IF asked a month ago which books offered real insight into what’s happening inside the federal Labor Party, and why, I’d have suggested two titles.
First comes retired Western Australian senator Peter Walsh’s Confessions of a Failed Finance Minister, (1995), followed by Labor Without Class: The gentrification of the ALP (1999), by Sydney lawyer and one-time Labor adviser, Michael Thompson.
If a week’s a long time in politics a month must be an eternity, because if asked today I’d add journalist Nick Cater’s The Lucky Culture, due for release next month, since it confirms Messrs Walsh and Thompson’s analysis and farsighted warnings.
All that needs saying of Mr Walsh’s candid account of his time as Labor’s finance minister is that it was arduous dealing with the 1980s crop of Labor parliamentary wastrels and spendthrifts – succeeded by the self-righteous 1990s entrants such as Kevin Rudd, Julia Gillard and Wayne Swan – in the battle for prudent public finance administration.
Confessions of a Failed Finance Minister is essential reading for anyone seeking to understand how Australia reached its present parlous over-spending, over-borrowing, over-taxing and over-regulating state.
Mr Thompson’s Labor Without Class continues on from Mr Walsh’s work by explaining the origins of Labor’s shift from a worker-based party to one enveloped by middle class, generally university trained, (but not truly educated) types.
He began by acknowledging a former Labor leader who’d been prescient about the rising new class taking over Labor.
Here’s what I wrote when previously referring to Mr Thompson in this column (Labor battles to reconnect with ‘its people’, January 25 2012).
“Thompson … began by following on from a little-known comment by one-time Labor leader, Arthur Calwell, who’d contended in his 1972 memoirs, Be Just and Fear Not, that already by the late 1960s there had emerged what he called a ‘faction’ of (Labor and non-Labor) individuals in parliament that he regarded as ‘aggressive, assertive, philosophical, way-out people’.
“These people seek to challenge all accepted views and standards that govern our society,” Calwell wrote.
“Nothing that exists is above criticism to them.
“There are more of them in the Labor Party than any other party.
“But the newspapers, radio and television media have also been the object of similar penetration.”
Mr Thompson says such gentrified new-class Laborites are primarily: “Drawn from among the tertiary-educated middle class whose members have gone to university since the 1960s, where they imbibed the social causes of feminism, multiculturalism, environmentalism and the like, which their counter-culture lecturers had imported from America.
“They now occupy many of the senior positions in politics, the ABC and SBS, universities, schools, government departments and agencies, courts, anti-discrimination and other such boards and non-government organisations, and also in the private, non-traded-goods sector (e.g. journalists and human resource management).

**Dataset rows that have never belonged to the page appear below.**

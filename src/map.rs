use crate::cursor::TextCursor;
use crate::parser::{Parsed, Parser};

/// Parser combinator that transforms the output of a parser using a mapping
/// function. Position and failures are untouched.
pub struct Map<P, F> {
    parser: P,
    mapper: F,
}

impl<P, F> Map<P, F> {
    pub fn new(parser: P, mapper: F) -> Self {
        Map { parser, mapper }
    }
}

impl<'text, P, F, U> Parser<'text> for Map<P, F>
where
    P: Parser<'text>,
    F: Fn(P::Output) -> U,
{
    type Output = U;

    fn parse(&self, cursor: TextCursor<'text>) -> Parsed<'text, Self::Output> {
        let (value, cursor) = self.parser.parse(cursor)?;
        Ok(((self.mapper)(value), cursor))
    }
}

/// Convenience function to create a Map parser
pub fn map<'text, P, F, U>(parser: P, mapper: F) -> Map<P, F>
where
    P: Parser<'text>,
    F: Fn(P::Output) -> U,
{
    Map::new(parser, mapper)
}

/// Extension trait to add .map() method support for parsers
pub trait MapExt<'text>: Parser<'text> + Sized {
    fn map<F, U>(self, mapper: F) -> Map<Self, F>
    where
        F: Fn(Self::Output) -> U,
    {
        Map::new(self, mapper)
    }
}

impl<'text, P> MapExt<'text> for P where P: Parser<'text> {}
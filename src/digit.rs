use crate::cursor::TextCursor;
use crate::error::Failure;
use crate::parser::{Parsed, Parser};

/// Parser that consumes a single decimal digit (`0`-`9`).
pub struct Digit;

impl<'text> Parser<'text> for Digit {
    type Output = char;

    fn parse(&self, cursor: TextCursor<'text>) -> Parsed<'text, Self::Output> {
        match cursor.value() {
            Some(c) if c.is_ascii_digit() => Ok((c, cursor.next())),
            _ => Err(Failure::new(cursor.position(), "a digit")),
        }
    }
}

/// Convenience function to create a Digit parser
pub fn digit() -> Digit {
    Digit
}
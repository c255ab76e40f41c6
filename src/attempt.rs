use crate::cursor::TextCursor;
use crate::parser::{Parsed, Parser};

/// Parser combinator that re-reports any failure at the starting index.
///
/// `attempt(p)` behaves exactly like `p` on success. On failure the
/// expectation is kept but the index is reset to where the attempt began,
/// so the failure reads as consumption-free. `attempt(p).or(q)` therefore
/// behaves like [`or_backtrack`](crate::or_backtrack::or_backtrack) for
/// that one branch.
pub struct Attempt<P> {
    parser: P,
}

impl<P> Attempt<P> {
    pub fn new(parser: P) -> Self {
        Attempt { parser }
    }
}

impl<'text, P> Parser<'text> for Attempt<P>
where
    P: Parser<'text>,
{
    type Output = P::Output;

    fn parse(&self, cursor: TextCursor<'text>) -> Parsed<'text, Self::Output> {
        self.parser
            .parse(cursor)
            .map_err(|failure| failure.at_index(cursor.position()))
    }
}

/// Convenience function to create an Attempt parser
pub fn attempt<'text, P>(parser: P) -> Attempt<P>
where
    P: Parser<'text>,
{
    Attempt::new(parser)
}

/// Extension trait to add .attempt() method support for parsers
pub trait AttemptExt<'text>: Parser<'text> + Sized {
    fn attempt(self) -> Attempt<Self> {
        Attempt::new(self)
    }
}

impl<'text, P> AttemptExt<'text> for P where P: Parser<'text> {}
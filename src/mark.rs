use crate::cursor::TextCursor;
use crate::error::locate;
use crate::parser::{Parsed, Parser};

/// Parser combinator that tags a successful parse with its location.
///
/// `mark(p)` produces `(start, value, end)` where `start` and `end` are
/// 0-based `(line, column)` pairs for the match boundaries — useful for
/// diagnostics and AST location tagging. The positions are computed on
/// demand from the source text; nothing is stored persistently.
pub struct Mark<P> {
    parser: P,
}

impl<P> Mark<P> {
    pub fn new(parser: P) -> Self {
        Mark { parser }
    }
}

impl<'text, P> Parser<'text> for Mark<P>
where
    P: Parser<'text>,
{
    type Output = ((usize, usize), P::Output, (usize, usize));

    fn parse(&self, cursor: TextCursor<'text>) -> Parsed<'text, Self::Output> {
        let start = locate(cursor.source(), cursor.position());
        let (value, cursor) = self.parser.parse(cursor)?;
        let end = locate(cursor.source(), cursor.position());
        Ok(((start, value, end), cursor))
    }
}

/// Convenience function to create a Mark parser
pub fn mark<'text, P>(parser: P) -> Mark<P>
where
    P: Parser<'text>,
{
    Mark::new(parser)
}

/// Extension trait to add .mark() method support for parsers
pub trait MarkExt<'text>: Parser<'text> + Sized {
    fn mark(self) -> Mark<Self> {
        Mark::new(self)
    }
}

impl<'text, P> MarkExt<'text> for P where P: Parser<'text> {}

#[cfg(test)]
mod tests {
    use super::*;
    use crate::letter::letter;
    use crate::literal::literal;
    use crate::many::many;
    use crate::skip::SkipExt;

    #[test]
    fn test_mark_single_line() {
        let parser = mark(literal("ab"));
        let ((start, value, end), rest) = parser.parse_partial("abc").unwrap();
        assert_eq!(start, (0, 0));
        assert_eq!(value, "ab");
        assert_eq!(end, (0, 2));
        assert_eq!(rest, "c");
    }

    #[test]
    fn test_mark_across_lines() {
        let parser = many(mark(many(letter())).skip(literal("\n")));
        let lines = parser.parse_text("asdf\nqwer\n").unwrap();
        assert_eq!(lines.len(), 2);

        let (start, letters, end) = &lines[0];
        assert_eq!(*start, (0, 0));
        assert_eq!(*letters, vec!['a', 's', 'd', 'f']);
        assert_eq!(*end, (0, 4));

        let (start, letters, end) = &lines[1];
        assert_eq!(*start, (1, 0));
        assert_eq!(*letters, vec!['q', 'w', 'e', 'r']);
        assert_eq!(*end, (1, 4));
    }

    #[test]
    fn test_mark_failure_passes_through() {
        let parser = literal("x").mark();
        assert!(parser.parse_text("y").is_err());
    }
}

“All, or nearly all, invariably draw taxpayer-funded perks and salaries.”
I added: “Among those now occupying Labor’s top strata are: Kevin Rudd, diplomat/public servant; Julia Gillard, student activist, lawyer, political staffer; Wayne Swan, lecturer and political staffer; Greg Combet, union leader; Penny Wong, lawyer and union official; and Tanya Plibersek, campus women’s officer and domestic violence unit, NSW Government’s Office for Status and Advancement of Women and political staffer.”

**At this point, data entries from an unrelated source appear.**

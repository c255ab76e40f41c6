use crate::parser::Parser;
use crate::times::Times;

/// Repeat a parser zero or more times, matching as much as it can.
///
/// Equivalent to unbounded [`Times`] with a minimum of zero; inherits its
/// zero-width-match guard, so `many` over a parser that can succeed
/// without consuming terminates instead of looping forever.
pub fn many<'text, P>(parser: P) -> Times<P>
where
    P: Parser<'text>,
{
    Times::new(parser, 0, None)
}

/// Repeat a parser one or more times, matching as much as it can.
pub fn many1<'text, P>(parser: P) -> Times<P>
where
    P: Parser<'text>,
{
    Times::new(parser, 1, None)
}
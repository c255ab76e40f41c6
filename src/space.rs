use crate::cursor::TextCursor;
use crate::error::Failure;
use crate::parser::{Parsed, Parser};
use crate::times::Times;

/// Parser that consumes a single whitespace character.
pub struct Space;

impl<'text> Parser<'text> for Space {
    type Output = char;

    fn parse(&self, cursor: TextCursor<'text>) -> Parsed<'text, Self::Output> {
        match cursor.value() {
            Some(c) if c.is_whitespace() => Ok((c, cursor.next())),
            _ => Err(Failure::new(cursor.position(), "whitespace")),
        }
    }
}

/// Convenience function to create a Space parser
pub fn space() -> Space {
    Space
}

/// Zero or more whitespace characters.
pub fn spaces() -> Times<Space> {
    Times::new(Space, 0, None)
}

Unlike Mr Walsh, they’re all greens eco-oriented new leftists.
Mr Cater has previewed his forthcoming The Lucky Culture in The Australian newspaper, where he made mention of former minister Martin Ferguson, who wrote the forward Mr Thompson’s book.
Mr Cater wrote: “The resignation of Simon Crean and Martin Ferguson from Gillard’s cabinet may in time come to be seen as a turning point for the party.

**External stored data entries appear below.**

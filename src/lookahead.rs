use crate::cursor::TextCursor;
use crate::parser::{Parsed, Parser};

/// Parser combinator that matches without consuming.
///
/// `lookahead(p)` runs `p`; on success the value is produced but the
/// position stays where it was. Failures pass through unchanged, keeping
/// their furthest-reached index.
pub struct Lookahead<P> {
    parser: P,
}

impl<P> Lookahead<P> {
    pub fn new(parser: P) -> Self {
        Lookahead { parser }
    }
}

impl<'text, P> Parser<'text> for Lookahead<P>
where
    P: Parser<'text>,
{
    type Output = P::Output;

    fn parse(&self, cursor: TextCursor<'text>) -> Parsed<'text, Self::Output> {
        let (value, _) = self.parser.parse(cursor)?;
        Ok((value, cursor))
    }
}

/// Convenience function to create a Lookahead parser
pub fn lookahead<'text, P>(parser: P) -> Lookahead<P>
where
    P: Parser<'text>,
{
    Lookahead::new(parser)
}

#[cfg(test)]
mod tests {
    use super::*;
    use crate::literal::literal;

    #[test]
    fn test_lookahead_consumes_nothing() {
        let parser = lookahead(literal("ab"));
        let (value, rest) = parser.parse_partial("abc").unwrap();
        assert_eq!(value, "ab");
        assert_eq!(rest, "abc");
    }

    #[test]
    fn test_lookahead_failure_keeps_furthest_index() {
        let parser = lookahead(literal("abc"));
        let failure = parser.parse_text("abx").unwrap_err();
        assert_eq!(failure.index(), 2);
    }
}
use std::borrow::Cow;

use crate::cursor::TextCursor;
use crate::error::Failure;
use crate::parser::{Parsed, Parser};

/// Parser combinator that attaches a description to a parser.
///
/// When the wrapped parser fails without consuming input, the failure's
/// expectation is replaced by the description. A failure that consumed
/// input keeps its own, more precise expectation — the same asymmetry as
/// [`or`](crate::or::or), of which this is the `or(p, fail(text))`
/// special case.
pub struct Desc<P> {
    parser: P,
    description: Cow<'static, str>,
}

impl<P> Desc<P> {
    pub fn new(parser: P, description: impl Into<Cow<'static, str>>) -> Self {
        Desc {
            parser,
            description: description.into(),
        }
    }
}

impl<'text, P> Parser<'text> for Desc<P>
where
    P: Parser<'text>,
{
    type Output = P::Output;

    fn parse(&self, cursor: TextCursor<'text>) -> Parsed<'text, Self::Output> {
        match self.parser.parse(cursor) {
            Err(failure) if failure.at == cursor.position() => {
                Err(Failure::new(cursor.position(), self.description.clone()))
            }
            other => other,
        }
    }
}

/// Convenience function to create a Desc parser
pub fn desc<'text, P>(parser: P, description: impl Into<Cow<'static, str>>) -> Desc<P>
where
    P: Parser<'text>,
{
    Desc::new(parser, description)
}

/// Extension trait to add .desc() method support for parsers
pub trait DescExt<'text>: Parser<'text> + Sized {
    fn desc(self, description: impl Into<Cow<'static, str>>) -> Desc<Self> {
        Desc::new(self, description)
    }
}

impl<'text, P> DescExt<'text> for P where P: Parser<'text> {}
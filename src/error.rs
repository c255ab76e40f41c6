use std::borrow::Cow;

use thiserror::Error;

/// The recoverable outcome of a parser that did not match.
///
/// Failures drive choice, repetition bounds and optional defaults inside the
/// engine and are never surfaced to entry-point callers directly. `at` is
/// the furthest index the failing parser reached, so that when several
/// alternatives fail the reported diagnostic points at the deepest attempt.
#[derive(Debug, Clone, PartialEq, Eq, Error)]
#[error("expected: {expected} at index {at}")]
pub struct Failure {
    /// Furthest byte index reached before the parser gave up.
    pub at: usize,
    /// Human-readable description of what was expected there.
    pub expected: Cow<'static, str>,
}

impl Failure {
    pub fn new(at: usize, expected: impl Into<Cow<'static, str>>) -> Self {
        Failure {
            at,
            expected: expected.into(),
        }
    }

    /// A copy of this failure reported at a different index.
    pub fn at_index(self, at: usize) -> Self {
        Failure { at, ..self }
    }
}

/// The unrecoverable failure returned by the entry points
/// ([`parse_text`](crate::Parser::parse_text),
/// [`parse_partial`](crate::Parser::parse_partial),
/// [`parse_strict`](crate::Parser::parse_strict)).
///
/// Carries the expectation, the full original text and the failure index,
/// which is enough to render a precise line/column diagnostic. The engine
/// never consumes one of these itself; callers catch it at the boundary of
/// their own parsing logic.
#[derive(Debug, Clone, PartialEq, Eq, Error)]
#[error("expected: {} at {}", .expected, display_location(.text, .index))]
pub struct ParseFailure {
    expected: String,
    text: String,
    index: usize,
}

impl ParseFailure {
    pub(crate) fn new(failure: Failure, text: &str) -> Self {
        ParseFailure {
            expected: failure.expected.into_owned(),
            text: text.to_owned(),
            index: failure.at,
        }
    }

    /// What the failing parser expected to find.
    pub fn expected(&self) -> &str {
        &self.expected
    }

    /// The full text that was being parsed.
    pub fn source_text(&self) -> &str {
        &self.text
    }

    /// The byte index at which parsing failed.
    pub fn index(&self) -> usize {
        self.index
    }

    /// The `(line, column)` of the failure, both 0-based.
    pub fn locate(&self) -> (usize, usize) {
        locate(&self.text, self.index)
    }
}

/// Locate `index` in `text` as a 0-based `(line, column)` pair.
///
/// The line is the number of newline characters before `index`; the column
/// counts characters since the last newline (simple character counting, no
/// width arithmetic).
///
/// # Panics
///
/// Panics if `index` is past the end of `text`. An out-of-range index is a
/// programmer error, not a parse failure.
pub fn locate(text: &str, index: usize) -> (usize, usize) {
    assert!(
        index <= text.len(),
        "index {index} is out of bounds for text of length {}",
        text.len()
    );
    let before = &text[..index];
    let line = before.matches('\n').count();
    let column = match before.rfind('\n') {
        Some(newline) => before[newline + 1..].chars().count(),
        None => before.chars().count(),
    };
    (line, column)
}

fn display_location(text: &str, index: &usize) -> String {
    let (line, column) = locate(text, *index);
    format!("{line},{column}")
}

#[cfg(test)]
mod tests {
    use super::*;

    #[test]
    fn test_locate_first_line() {
        assert_eq!(locate("hello", 0), (0, 0));
        assert_eq!(locate("hello", 3), (0, 3));
        assert_eq!(locate("hello", 5), (0, 5));
    }

    #[test]
    fn test_locate_later_lines() {
        let text = "one\ntwo\nthree";
        assert_eq!(locate(text, 4), (1, 0));
        assert_eq!(locate(text, 6), (1, 2));
        assert_eq!(locate(text, 8), (2, 0));
        assert_eq!(locate(text, 13), (2, 5));
    }

    #[test]
    fn test_locate_at_newline() {
        // The newline itself still belongs to the line it terminates.
        assert_eq!(locate("ab\ncd", 2), (0, 2));
        assert_eq!(locate("ab\ncd", 3), (1, 0));
    }

    #[test]
    fn test_locate_counts_characters_not_bytes() {
        let text = "ñ中x";
        assert_eq!(locate(text, 5), (0, 2));
    }

    #[test]
    #[should_panic(expected = "out of bounds")]
    fn test_locate_out_of_range_panics() {
        locate("abc", 4);
    }

    #[test]
    fn test_failure_at_index() {
        let failure = Failure::new(7, "a digit");
        let moved = failure.clone().at_index(0);
        assert_eq!(moved.at, 0);
        assert_eq!(moved.expected, failure.expected);
    }

    #[test]
    fn test_parse_failure_display() {
        let failure = ParseFailure::new(Failure::new(6, "a digit"), "ab\ncdef");
        assert_eq!(failure.to_string(), "expected: a digit at 1,3");
        assert_eq!(failure.locate(), (1, 3));
        assert_eq!(failure.expected(), "a digit");
        assert_eq!(failure.source_text(), "ab\ncdef");
        assert_eq!(failure.index(), 6);
    }
}
use crate::cursor::TextCursor;
use crate::parser::{Parsed, Parser};

/// Parser combinator that runs a parser for its consumption only and
/// produces a fixed value on success.
pub struct WithValue<P, T> {
    parser: P,
    value: T,
}

impl<P, T> WithValue<P, T> {
    pub fn new(parser: P, value: T) -> Self {
        WithValue { parser, value }
    }
}

impl<'text, P, T> Parser<'text> for WithValue<P, T>
where
    P: Parser<'text>,
    T: Clone,
{
    type Output = T;

    fn parse(&self, cursor: TextCursor<'text>) -> Parsed<'text, Self::Output> {
        let (_, cursor) = self.parser.parse(cursor)?;
        Ok((self.value.clone(), cursor))
    }
}

/// Convenience function to create a WithValue parser
pub fn with_value<'text, P, T>(parser: P, value: T) -> WithValue<P, T>
where
    P: Parser<'text>,
    T: Clone,
{
    WithValue::new(parser, value)
}

/// Extension trait to add .with_value() method support for parsers
pub trait WithValueExt<'text>: Parser<'text> + Sized {
    fn with_value<T>(self, value: T) -> WithValue<Self, T>
    where
        T: Clone,
    {
        WithValue::new(self, value)
    }
}

impl<'text, P> WithValueExt<'text> for P where P: Parser<'text> {}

“As former ACTU leaders old enough to remember the party as it once was, and smart enough to realise that it still needs the votes of working people, their removal from the highest echelons of the federal party is a significant loss.
“Ferguson has been telling his colleagues since he entered parliament that it would be a mistake to repackage the party as progressive or as a rainbow coalition of special interest groups.
“In 1999, two years before the rise of the Greens as a serious national political force, Ferguson wrote a tough and prescient foreword to Michael Thompson’s book, Labor Without Class.
“It made him unpopular with many in the party at the time, but the accuracy of his predictions is now clear for all to see.”
Mr Ferguson wrote: “There is a view – forcibly expressed in some quarters – that the interests of narrow, well-mobilised groups have sometimes taken precedence over the interests and concerns of ordinary working people.
“(Thompson’s book) draws attention to the too often self-serving agendas of special interest groups, who are skilled at cloaking their self-interest in the language of compassion, and whose moral outrage is often levelled at fundamental working-class values such as hard work, independence and the traditional family.
“We must ask whom we truly represent.”